Literature Review

Table of Contents:

Abstract

This chapter provides the background for the book. The chapter begins with a brief overview of behavioural finance, covering the aspects of portfolio construction, investor segmentation and securities markets. A section on prospect theory and its relevance to financial theory ends the section on behavioural finance. Further, the key concepts of regulatory focus theory were explored. The chapter concludes with a summary and critical evaluation of studies coupling both regu- latory focus theory and financial concepts.

Behavioural Finance

At present, financial theory is in flux, as previously established models are being challenged and re-evaluated. Even the Markowitz Model (Markowitz 1959), the foundation of classical finance, has been called into question. Simply put, the belief that investors are rational and make cogent decisions is no longer a given, and this has called several well-established theories into question. With the vestigial effects of the subprime crisis and the ongoing European sovereign debt crisis, it is more apparent now than ever that irrational decision-making is the prime mover behind critical economic events.

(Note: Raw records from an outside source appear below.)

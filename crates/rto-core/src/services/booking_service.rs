// ============================================================================
// RTO Core - Booking Service
// File: crates/rto-core/src/services/booking_service.rs
// ============================================================================
//! Desk booking: floor availability, capacity-checked reservation, cancellation

use std::sync::Arc;

use chrono::{DateTime, NaiveDate, Utc};
use serde::{Deserialize, Serialize};
use tracing::{info, warn};

use super::dispatch;
use crate::domain::{
    Booking, BookingDetails, Building, DitGroup, FloorAvailability, NewBooking, OnBehalfOf, User,
};
use crate::error::{DomainError, FieldError};
use crate::notifications::{Notification, NotificationTemplate, Notifier};
use crate::repositories::{BookingRepository, BuildingRepository, DitGroupRepository};

const PAST_DATE_MESSAGE: &str = "Bookings cannot be in the past.";

/// A complete booking as collected by the booking wizard.
#[derive(Debug, Clone, PartialEq, Serialize, Deserialize)]
pub struct BookingRequest {
    pub on_behalf_of: OnBehalfOf,
    pub booking_date: NaiveDate,
    pub building_id: i64,
    pub floor_id: i64,
    pub dit_group_id: i64,
    pub business_unit: String,
}

pub struct BookingService {
    bookings: Arc<dyn BookingRepository>,
    buildings: Arc<dyn BuildingRepository>,
    groups: Arc<dyn DitGroupRepository>,
    notifier: Arc<dyn Notifier>,
}

impl BookingService {
    pub fn new(
        bookings: Arc<dyn BookingRepository>,
        buildings: Arc<dyn BuildingRepository>,
        groups: Arc<dyn DitGroupRepository>,
        notifier: Arc<dyn Notifier>,
    ) -> Self {
        Self {
            bookings,
            buildings,
            groups,
            notifier,
        }
    }

    pub async fn buildings(&self) -> Result<Vec<Building>, DomainError> {
        self.buildings.list_buildings().await
    }

    pub async fn dit_groups(&self) -> Result<Vec<DitGroup>, DomainError> {
        self.groups.list().await
    }

    pub async fn dit_group(&self, id: i64) -> Result<DitGroup, DomainError> {
        self.groups
            .find_by_id(id)
            .await?
            .ok_or_else(|| DomainError::NotFound(format!("DIT group {}", id)))
    }

    /// Checks the details step: date not in the past, building and group exist.
    pub async fn validate_details(
        &self,
        booking_date: NaiveDate,
        building_id: i64,
        dit_group_id: i64,
        today: NaiveDate,
    ) -> Result<(), DomainError> {
        let mut errors = Vec::new();

        if booking_date < today {
            errors.push(FieldError::new("booking_date", PAST_DATE_MESSAGE));
        }
        if self.buildings.find_building(building_id).await?.is_none() {
            errors.push(FieldError::new("building", "Select a valid building"));
        }
        if self.groups.find_by_id(dit_group_id).await?.is_none() {
            errors.push(FieldError::new("dit_group", "Select a valid DIT group"));
        }

        if errors.is_empty() {
            Ok(())
        } else {
            Err(DomainError::Validation(errors))
        }
    }

    pub async fn validate_business_unit(
        &self,
        dit_group_id: i64,
        business_unit: &str,
    ) -> Result<(), DomainError> {
        let group = self.dit_group(dit_group_id).await?;
        if group.has_business_unit(business_unit) {
            Ok(())
        } else {
            Err(DomainError::validation(
                "business_unit",
                "Select a valid business unit",
            ))
        }
    }

    pub async fn available_floors(
        &self,
        building_id: i64,
        date: NaiveDate,
    ) -> Result<Vec<FloorAvailability>, DomainError> {
        if self.buildings.find_building(building_id).await?.is_none() {
            return Err(DomainError::NotFound(format!("Building {}", building_id)));
        }
        self.buildings.floor_availability(building_id, date).await
    }

    /// Validates the request, reserves a desk under the floor lock and sends
    /// the confirmation email.
    pub async fn create_booking(
        &self,
        user: &User,
        request: &BookingRequest,
        today: NaiveDate,
    ) -> Result<BookingDetails, DomainError> {
        info!(
            "Booking attempt by user {} for {} (building {}, floor {})",
            user.id, request.booking_date, request.building_id, request.floor_id
        );

        let mut errors = Vec::new();

        if request.booking_date < today {
            errors.push(FieldError::new("booking_date", PAST_DATE_MESSAGE));
        }

        let building = self.buildings.find_building(request.building_id).await?;
        if building.is_none() {
            errors.push(FieldError::new("building", "Select a valid building"));
        }

        let floor = self
            .buildings
            .find_floor(request.floor_id)
            .await?
            .filter(|f| f.building_id == request.building_id);
        if floor.is_none() {
            errors.push(FieldError::new("floor", "Select a valid floor"));
        }

        let group = self.groups.find_by_id(request.dit_group_id).await?;
        match &group {
            None => errors.push(FieldError::new("dit_group", "Select a valid DIT group")),
            Some(g) if !g.has_business_unit(&request.business_unit) => errors.push(
                FieldError::new("business_unit", "Select a valid business unit"),
            ),
            Some(_) => {}
        }

        let on_behalf_of = OnBehalfOf::new(
            request.on_behalf_of.name.as_deref(),
            request.on_behalf_of.dit_email.as_deref(),
        );
        errors.extend(on_behalf_of.field_errors());

        let (building, floor, group) = match (building, floor, group) {
            (Some(b), Some(f), Some(g)) if errors.is_empty() => (b, f, g),
            _ => {
                warn!("Booking rejected for user {}: {} error(s)", user.id, errors.len());
                return Err(DomainError::Validation(errors));
            }
        };

        let new_booking = NewBooking {
            user_id: user.id,
            on_behalf_of,
            booking_date: request.booking_date,
            building_id: building.id,
            floor_id: floor.id,
            group: group.name.clone(),
            business_unit: request.business_unit.clone(),
        };

        let booking = match self.bookings.reserve(&new_booking).await {
            Ok(booking) => booking,
            Err(DomainError::FloorFullyBooked) => {
                warn!(
                    "Floor {} fully booked on {}",
                    floor.name, request.booking_date
                );
                return Err(DomainError::FloorFullyBooked);
            }
            Err(e) => return Err(e),
        };

        info!("Booking {} created for user {}", booking.id, user.id);

        let details = BookingDetails {
            booking,
            building_name: building.name,
            floor_name: floor.name,
        };

        let notification = booking_notification(
            user,
            &details,
            NotificationTemplate::BookingConfirmation,
        )
        .with("group", group.name)
        .with("business_unit", request.business_unit.clone());
        dispatch(self.notifier.as_ref(), notification).await;

        Ok(details)
    }

    /// Only the booking's own user may cancel, and only once.
    pub async fn cancel_booking(
        &self,
        user: &User,
        booking_id: i64,
        now: DateTime<Utc>,
    ) -> Result<Booking, DomainError> {
        let booking = self
            .bookings
            .find_by_id(booking_id)
            .await?
            .ok_or_else(|| DomainError::NotFound(format!("Booking {}", booking_id)))?;

        if booking.user_id != user.id {
            warn!(
                "User {} attempted to cancel booking {} of user {}",
                user.id, booking_id, booking.user_id
            );
            return Err(DomainError::PermissionDenied(
                "Only the user who made a booking can cancel it".to_string(),
            ));
        }
        if !booking.is_active {
            return Err(DomainError::InvalidTransition(
                "Booking is already cancelled".to_string(),
            ));
        }

        let cancelled = self.bookings.cancel(booking_id, now).await?;
        info!("Booking {} cancelled by user {}", booking_id, user.id);

        let building_name = self
            .buildings
            .find_building(cancelled.building_id)
            .await?
            .map(|b| b.name)
            .unwrap_or_default();
        let floor_name = self
            .buildings
            .find_floor(cancelled.floor_id)
            .await?
            .map(|f| f.name)
            .unwrap_or_default();
        let details = BookingDetails {
            booking: cancelled.clone(),
            building_name,
            floor_name,
        };
        dispatch(
            self.notifier.as_ref(),
            booking_notification(user, &details, NotificationTemplate::BookingCancellation),
        )
        .await;

        Ok(cancelled)
    }

    pub async fn upcoming_bookings(
        &self,
        user: &User,
        today: NaiveDate,
    ) -> Result<Vec<BookingDetails>, DomainError> {
        self.bookings.list_upcoming_for_user(user.id, today).await
    }
}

Whenever the finance industry is portrayed in the media, the image that is construed is of people engaged in activity, busy in the trading room, or in their high-powered offices on Wall Street. This is a stark contrast from standard finance textbooks and early finance journals which seem to be devoid of human activity and interaction. There is much time spent on calculating rates of return, present values as such, and far too few studies on the people who are actually involved in financial markets. We all know that people are the raison d'être of financial markets, but why have they been largely ignored? Perhaps almost a century of stock price data on COMPUSTAT is hard to resist, compared to relatively few studies on the behavior of individuals. Bluntly, if stock prices can fall 20 % in one day,[1] without any news, can one say with certainty that why people are irrelevant (Thaler 1993)?

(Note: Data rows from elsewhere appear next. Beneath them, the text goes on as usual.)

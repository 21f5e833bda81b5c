//! PostgreSQL session store

use async_trait::async_trait;
use chrono::{DateTime, Utc};
use sqlx::types::Json;
use sqlx::PgPool;
use tracing::info;

use rto_core::error::DomainError;
use rto_core::repositories::{SessionData, SessionRepository};

use crate::database::db_error;

pub struct PgSessionRepository {
    pool: PgPool,
}

impl PgSessionRepository {
    pub fn new(pool: PgPool) -> Self {
        Self { pool }
    }

    /// Removes sessions past their expiry date.
    pub async fn clear_expired(&self, now: DateTime<Utc>) -> Result<u64, DomainError> {
        let result = sqlx::query("DELETE FROM sessions WHERE expire_date <= $1")
            .bind(now)
            .execute(&self.pool)
            .await
            .map_err(db_error("clearing expired sessions"))?;

        info!("Cleared {} expired session(s)", result.rows_affected());
        Ok(result.rows_affected())
    }
}

#[async_trait]
impl SessionRepository for PgSessionRepository {
    async fn load(&self, key: &str, now: DateTime<Utc>) -> Result<Option<SessionData>, DomainError> {
        let row: Option<(Json<SessionData>,)> = sqlx::query_as(
            "SELECT data FROM sessions WHERE session_key = $1 AND expire_date > $2",
        )
        .bind(key)
        .bind(now)
        .fetch_optional(&self.pool)
        .await
        .map_err(db_error("loading session"))?;

        Ok(row.map(|(Json(data),)| data))
    }

    async fn save(
        &self,
        key: &str,
        data: &SessionData,
        expire_date: DateTime<Utc>,
    ) -> Result<(), DomainError> {
        sqlx::query(
            r#"
            INSERT INTO sessions (session_key, data, expire_date)
            VALUES ($1, $2, $3)
            ON CONFLICT (session_key) DO UPDATE
                SET data = EXCLUDED.data, expire_date = EXCLUDED.expire_date
            "#,
        )
        .bind(key)
        .bind(Json(data))
        .bind(expire_date)
        .execute(&self.pool)
        .await
        .map_err(db_error("saving session"))?;
        Ok(())
    }

    async fn delete(&self, key: &str) -> Result<(), DomainError> {
        sqlx::query("DELETE FROM sessions WHERE session_key = $1")
            .bind(key)
            .execute(&self.pool)
            .await
            .map_err(db_error("deleting session"))?;
        Ok(())
    }
}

Standard finance, also known as Modern Portfolio Theory (MPT) (Markowitz 1952), but not very modern at this point, has four foundational blocks, and posits that investors are rational, markets are efficient, investors should design their portfolios according to the rules of mean–variance portfolio theory and that expected returns are solely a function of risk (Kahneman and Tversky 1979; Statman 2008). Behavioural finance, however, restructures and questions this framework, postulating that markets are inefficient, and that investors are 'normal'. Rational investors always prefer more wealth to less, but normal ones are affected by cognitive biases and emotions (Statman 2008). Behavioural finance[2] utilises insights from the field of psychology and applies them to explain stock market anomalies and other financial issues. This may lead some to believe that behav- ioural finance aims to bring psychology into finance, but psychology has always been a part of finance, albeit unnoticed. Although psychological methods have been utilised to explain financial anomalies, the motivations behind these phenomena have yet to be explored. Regulatory focus theory, a goal-pursuit theory has been put forth to explain the motivations that underlie financial decisions, and will be detailed in Sect. 2.2.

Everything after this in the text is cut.